De kimono’s laten de veranderingen van No door de eeuwen heen zien. Noh-theater ontstond in de veertiende eeuw en is een gestileerde Japanse toneelvorm waarin zang, dans en muziek samenkomen. Hoogtepunt van de presentatie is een schitterende kimono uit de achttiende eeuw met geborduurde maanbloemranken op saffraankleurige met damast geweven zijde.
Noh-theater
Tegen het einde van de veertiende eeuw werd de basis voor Noh-theater ontwikkeld onder shogun Yoshimitsu (1358–1408). In het Noh-theater trachten acteurs met dans, gebarenspel en poëzie een ingetogen, elegante schoonheid (yugen) te creëren. De boeddhistische kijk op de wereld als een plek van vergankelijkheid, het lijden en het zoeken naar verlossing vormt de thematiek in het Noh-theater. De programmering van de stukken, de structuur van de gezelschappen en de opvoeringspraktijk hebben sinds de zeventiende eeuw weinig verandering ondergaan.

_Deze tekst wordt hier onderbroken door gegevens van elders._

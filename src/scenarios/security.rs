use std::time::Duration;

use crate::browser::driver::{DialogPolicy, PageEvent, WaitUntil};
use crate::error::ScenarioError;
use crate::harness::scenario::{Category, FixtureKind, Scenario};
use crate::harness::session::TestSession;
use crate::scenarios::signup::register_and_continue;
use crate::support::fixtures::DEFAULT_PASSWORD;
use crate::support::security::{
    self, ERROR_DISCLOSURE_KEYWORDS, SQL_ERROR_MARKERS, SQL_PAYLOADS, XSS_PAYLOADS,
};

pub fn scenarios() -> Vec<Scenario> {
    vec![
        Scenario {
            id: "TC46",
            name: "HTTPSEnforcement_ShouldUseSecureConnection",
            categories: &[Category::Security, Category::Https],
            fixture: FixtureKind::Base,
            ignore: None,
            body: https_enforcement,
        },
        Scenario {
            id: "TC47",
            name: "SecurityHeaders_ShouldBePresent",
            categories: &[Category::Security, Category::Headers],
            fixture: FixtureKind::Base,
            ignore: None,
            body: security_headers,
        },
        Scenario {
            id: "TC48",
            name: "XSSPrevention_ShouldSanitizeInput",
            categories: &[Category::Security, Category::Xss],
            fixture: FixtureKind::Base,
            ignore: None,
            body: xss_prevention,
        },
        Scenario {
            id: "TC49",
            name: "SQLInjectionPrevention_ShouldBlockMaliciousInput",
            categories: &[Category::Security, Category::SqlInjection],
            fixture: FixtureKind::Base,
            ignore: None,
            body: sql_injection_prevention,
        },
        Scenario {
            id: "TC50",
            name: "CookieSecurity_ShouldHaveSecureFlags",
            categories: &[Category::Security, Category::Cookies],
            fixture: FixtureKind::Base,
            ignore: None,
            body: cookie_security,
        },
        Scenario {
            id: "TC51",
            name: "PasswordField_ShouldBeMasked",
            categories: &[Category::Security, Category::Authentication],
            fixture: FixtureKind::Base,
            ignore: None,
            body: password_masked,
        },
        Scenario {
            id: "TC52",
            name: "SessionManagement_ShouldExist",
            categories: &[Category::Security, Category::Session],
            fixture: FixtureKind::Base,
            ignore: None,
            body: session_management,
        },
        Scenario {
            id: "TC53",
            name: "SensitiveData_ShouldNotBeInURL",
            categories: &[Category::Security, Category::DataExposure],
            fixture: FixtureKind::Base,
            ignore: None,
            body: sensitive_data_in_url,
        },
        Scenario {
            id: "TC54",
            name: "FileUpload_ShouldHaveValidation",
            categories: &[Category::Security, Category::FileUpload],
            fixture: FixtureKind::Base,
            ignore: None,
            body: file_upload_validation,
        },
        Scenario {
            id: "TC55",
            name: "ErrorHandling_ShouldNotDiscloseSensitiveInfo",
            categories: &[Category::Security, Category::ErrorHandling],
            fixture: FixtureKind::Base,
            ignore: None,
            body: error_handling,
        },
    ]
}

fn https_enforcement(t: &TestSession) -> Result<(), ScenarioError> {
    let pages = t.pages();
    let base_url = &t.config().base_url;

    t.step("Load the site over HTTPS");
    pages.base.navigate(base_url)?;
    t.wait(1000);
    let url = t.current_url()?;
    t.assert_starts_with(
        &url,
        "https://",
        "Site should enforce HTTPS for secure communication",
    )?;

    let plain = base_url.replacen("https://", "http://", 1);
    t.step(format!("Request {}", plain));
    match t
        .driver()
        .navigate(&plain, WaitUntil::Load, Some(Duration::from_secs(10)))
    {
        Ok(()) => {
            let final_url = t.current_url()?;
            t.assert_starts_with(
                &final_url,
                "https://",
                "HTTP requests should redirect to HTTPS",
            )
        }
        Err(e) => {
            tracing::info!(error = %e, "plain HTTP request was not served");
            Ok(())
        }
    }
}

/// Reports which hardening headers the document response carries; only
/// the presence of a response is asserted.
fn security_headers(t: &TestSession) -> Result<(), ScenarioError> {
    let base_url = &t.config().base_url;
    let host = security::host_of(base_url);

    t.step("Capture the home page response headers");
    t.driver().take_events()?;
    t.pages().base.navigate(base_url)?;
    t.wait(2000);
    let events = t.driver().take_events()?;
    let headers = security::last_ok_response(&events, host);
    t.assert_true(headers.is_some(), "Should capture response")?;

    if let Some(headers) = headers {
        let presence = security::security_header_presence(headers);
        for &(name, present) in &presence {
            tracing::info!(header = name, present, "security header");
        }
        let present = presence.iter().filter(|(_, p)| *p).count();
        if present < 3 {
            tracing::warn!(
                present,
                total = presence.len(),
                "few security headers are set"
            );
        }
    }
    Ok(())
}

/// A payload counts as executed only if the page raised a dialog.
fn xss_prevention(t: &TestSession) -> Result<(), ScenarioError> {
    let pages = t.pages();
    t.driver().set_dialog_policy(DialogPolicy::Dismiss)?;
    pages.products.open()?;
    t.wait(1000);

    for payload in XSS_PAYLOADS {
        t.step(format!("Search for {}", payload));
        t.driver().take_events()?;
        pages.products.submit_search(payload)?;
        t.wait(2000);

        let dialogs: Vec<String> = t
            .driver()
            .take_events()?
            .into_iter()
            .filter_map(|event| match event {
                PageEvent::Dialog { message, .. } => Some(message),
                _ => None,
            })
            .collect();
        let content = t.driver().content()?;
        if security::is_reflected_unescaped(&content, payload) {
            tracing::warn!(payload, "payload reflected without escaping");
        }

        t.assert_true(
            dialogs.is_empty(),
            &format!("XSS payload should not trigger script execution: {}", payload),
        )?;
        pages.products.open()?;
        t.wait(1000);
    }
    Ok(())
}

fn sql_injection_prevention(t: &TestSession) -> Result<(), ScenarioError> {
    let pages = t.pages();
    pages.login.open()?;
    t.wait(1000);

    for payload in SQL_PAYLOADS {
        t.step(format!("Log in with email {}", payload));
        pages.login.enter_login_email(payload)?;
        pages.login.enter_login_password("password123")?;
        pages.login.click_login()?;
        t.wait(2000);

        t.assert_false(
            pages.home.is_logout_visible(),
            &format!("SQL injection should not bypass authentication: {}", payload),
        )?;
        let leaked = security::keywords_in(&t.driver().content()?, &SQL_ERROR_MARKERS);
        if !leaked.is_empty() {
            tracing::warn!(payload, ?leaked, "page mentions database terms");
        }

        pages.login.open()?;
        t.wait(1000);
    }
    Ok(())
}

fn cookie_security(t: &TestSession) -> Result<(), ScenarioError> {
    let pages = t.pages();
    pages.base.navigate(&t.config().base_url)?;
    t.wait(2000);

    let cookies = t.driver().cookies()?;
    if cookies.is_empty() {
        tracing::info!("no cookies set, nothing to check");
        return Ok(());
    }

    let https = t.url_contains("https://")?;
    for cookie in &cookies {
        if https && !cookie.secure {
            tracing::warn!(cookie = %cookie.name, "cookie lacks Secure flag");
        }
        if !cookie.http_only {
            tracing::warn!(cookie = %cookie.name, "cookie lacks HttpOnly flag");
        }
        if matches!(cookie.same_site.as_deref(), None | Some("None")) {
            tracing::warn!(cookie = %cookie.name, "cookie has no SameSite protection");
        }
    }
    tracing::info!(
        total = cookies.len(),
        secure = cookies.iter().filter(|c| c.secure).count(),
        http_only = cookies.iter().filter(|c| c.http_only).count(),
        "cookie flags"
    );
    t.assert_gt(cookies.len(), 0, "Cookie security check completed")
}

fn password_masked(t: &TestSession) -> Result<(), ScenarioError> {
    let pages = t.pages();

    t.step("Check the login password field");
    pages.login.open()?;
    t.wait(1000);
    let login_type = pages.login.login_password_type()?;
    t.assert_eq(
        login_type.as_deref(),
        Some("password"),
        "Login password field should have type='password' to mask input",
    )?;

    t.step("Check the signup password field");
    pages.login.perform_signup("Test User", &t.random_email())?;
    t.wait(1000);
    let signup_type = pages.signup.password_type()?;
    t.assert_eq(
        signup_type.as_deref(),
        Some("password"),
        "Signup password field should have type='password' to mask input",
    )?;

    pages.signup.enter_password("TestPassword123")?;
    let value = pages.signup.password_value()?;
    tracing::info!(length = value.chars().count(), "password field holds the typed value");
    Ok(())
}

fn session_management(t: &TestSession) -> Result<(), ScenarioError> {
    let pages = t.pages();
    let email = t.random_email();

    t.step("Register and stay logged in");
    register_and_continue(t, "Session Test", &email, DEFAULT_PASSWORD, "Test", "User")?;
    t.assert_true(pages.home.is_logout_visible(), "User should be logged in")?;

    let cookies = t.driver().cookies()?;
    for cookie in cookies.iter().filter(|c| security::is_session_cookie(c)) {
        tracing::info!(
            cookie = %cookie.name,
            secure = cookie.secure,
            http_only = cookie.http_only,
            "session cookie"
        );
    }

    t.step("Log out");
    pages.home.click_logout()?;
    t.wait(1000);
    t.assert_true(pages.home.is_home_page_loaded(), "User should be logged out")
}

fn sensitive_data_in_url(t: &TestSession) -> Result<(), ScenarioError> {
    let pages = t.pages();
    let mut urls = Vec::new();

    t.step("Visit pages and collect their URLs");
    pages.base.navigate(&t.config().base_url)?;
    t.wait(1000);
    urls.push(t.current_url()?);
    pages.home.click_products()?;
    t.wait(1000);
    urls.push(t.current_url()?);
    pages.home.click_signup_login()?;
    t.wait(1000);
    urls.push(t.current_url()?);
    pages.products.open()?;
    pages.products.search("shirt")?;
    t.wait(1000);
    urls.push(t.current_url()?);

    let mut found = Vec::new();
    for url in &urls {
        let matches = security::sensitive_url_matches(url);
        if matches.is_empty() {
            tracing::info!(%url, "clean URL");
        } else {
            tracing::warn!(%url, ?matches, "URL looks sensitive");
            found.push(url.clone());
        }
    }
    t.assert_true(found.is_empty(), "URLs should not contain sensitive information")
}

/// Informational: the demo store's contact form may or may not offer an
/// upload field.
fn file_upload_validation(t: &TestSession) -> Result<(), ScenarioError> {
    let pages = t.pages();
    pages.base.open("/contact_us")?;
    t.wait(1000);

    if !pages.contact_us.has_file_upload(Duration::from_millis(3000)) {
        tracing::info!("no file upload field, nothing to check");
        return Ok(());
    }

    match pages.contact_us.file_upload_accept()? {
        Some(accept) => tracing::info!(%accept, "upload restricts file types"),
        None => tracing::warn!("upload accepts any file type"),
    }
    let hints = security::keywords_in(&t.driver().content()?, &["max", "size", "mb", "kb"]);
    if hints.is_empty() {
        tracing::warn!("no file size limit mentioned");
    } else {
        tracing::info!(?hints, "file size limit hinted");
    }
    Ok(())
}

/// Informational: reports enumeration hints and error-page leaks without
/// failing on them.
fn error_handling(t: &TestSession) -> Result<(), ScenarioError> {
    let pages = t.pages();

    t.step("Log in with an unknown account");
    pages.login.open()?;
    t.wait(1000);
    pages
        .login
        .perform_login("nonexistent@example.com", "wrongpassword")?;
    let message = pages.login.login_error_message()?.to_lowercase();
    if message.contains("user not found") || message.contains("email does not exist") {
        tracing::warn!(%message, "login error reveals whether the account exists");
    } else {
        tracing::info!(%message, "login error is generic");
    }

    t.step("Request a page that does not exist");
    t.driver().navigate(
        &t.config().url("/nonexistentpage12345"),
        WaitUntil::NetworkIdle,
        None,
    )?;
    let leaked = security::keywords_in(&t.driver().content()?, &ERROR_DISCLOSURE_KEYWORDS);
    if leaked.is_empty() {
        tracing::info!("error page discloses nothing sensitive");
    } else {
        tracing::warn!(?leaked, "error page mentions sensitive terms");
    }
    Ok(())
}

De kleurrijke sfeer van Noh
De zeven kimono’s uit de Okura-collectie bieden een representatief overzicht van Noh-theater kostuums. Ze geven een indruk van de kleurrijke sfeer die tijdens Noh-voorstellingen in het verleden moet hebben geheerst. De hoofdrolspeler die langzaam zijn entree maakte, opdoemend uit het halfduister van de brug naar het hoofdpodium, met een overvloed aan met goud, zilver en contrasterende kleuren versierde stoffen glinsterend in het gedempte licht.
Die sfeer creëerde spelers ook met maskers, die zij steevast tijdens een voorstelling droegen. Met maskers werd het karakter van het personages weergegeven. Een aantal maskers is naast de kimono’s te zien, evenals prenten die tonen hoe de kleurrijke kimono’s vaak in lagen over elkaar werden gedragen.
De collectie van Okura
Het Okura Museum of Art werd in 1917 opgericht en was het eerste privémuseum in Japan. Het huisvestte de collectie van Okura Kihachiro (1837–1928), een zakenman die in 1855, vlak na de openstelling van Japan, vanuit de provincie naar Tokyo was getrokken om daar de levensmiddelenhandel Okuraya te beginnen. De handelsfirma groeide uit tot een zeer succesvolle bedrijvengroep, waaraan in 1962 het eerste hotel in Tokyo werd toegevoegd. Okura Kihachiro zette zich vanaf het begin in als patroon van de kunsten en de familie houdt nog altijd die traditie in ere.
Het Rijksmuseum is te vinden aan Museumstraat 1 in Amsterdam en is elke dag geopend van 09.00 tot 17.00 uur. Om binnen te komen betaal je € 17,50, maar jongeren tot en met 18 jaar en bezitters van onder andere een museumkaart komen gratis naar binnen. Heb je een CJP? Dan krijg je 50% korting op de reguliere ticketprijs.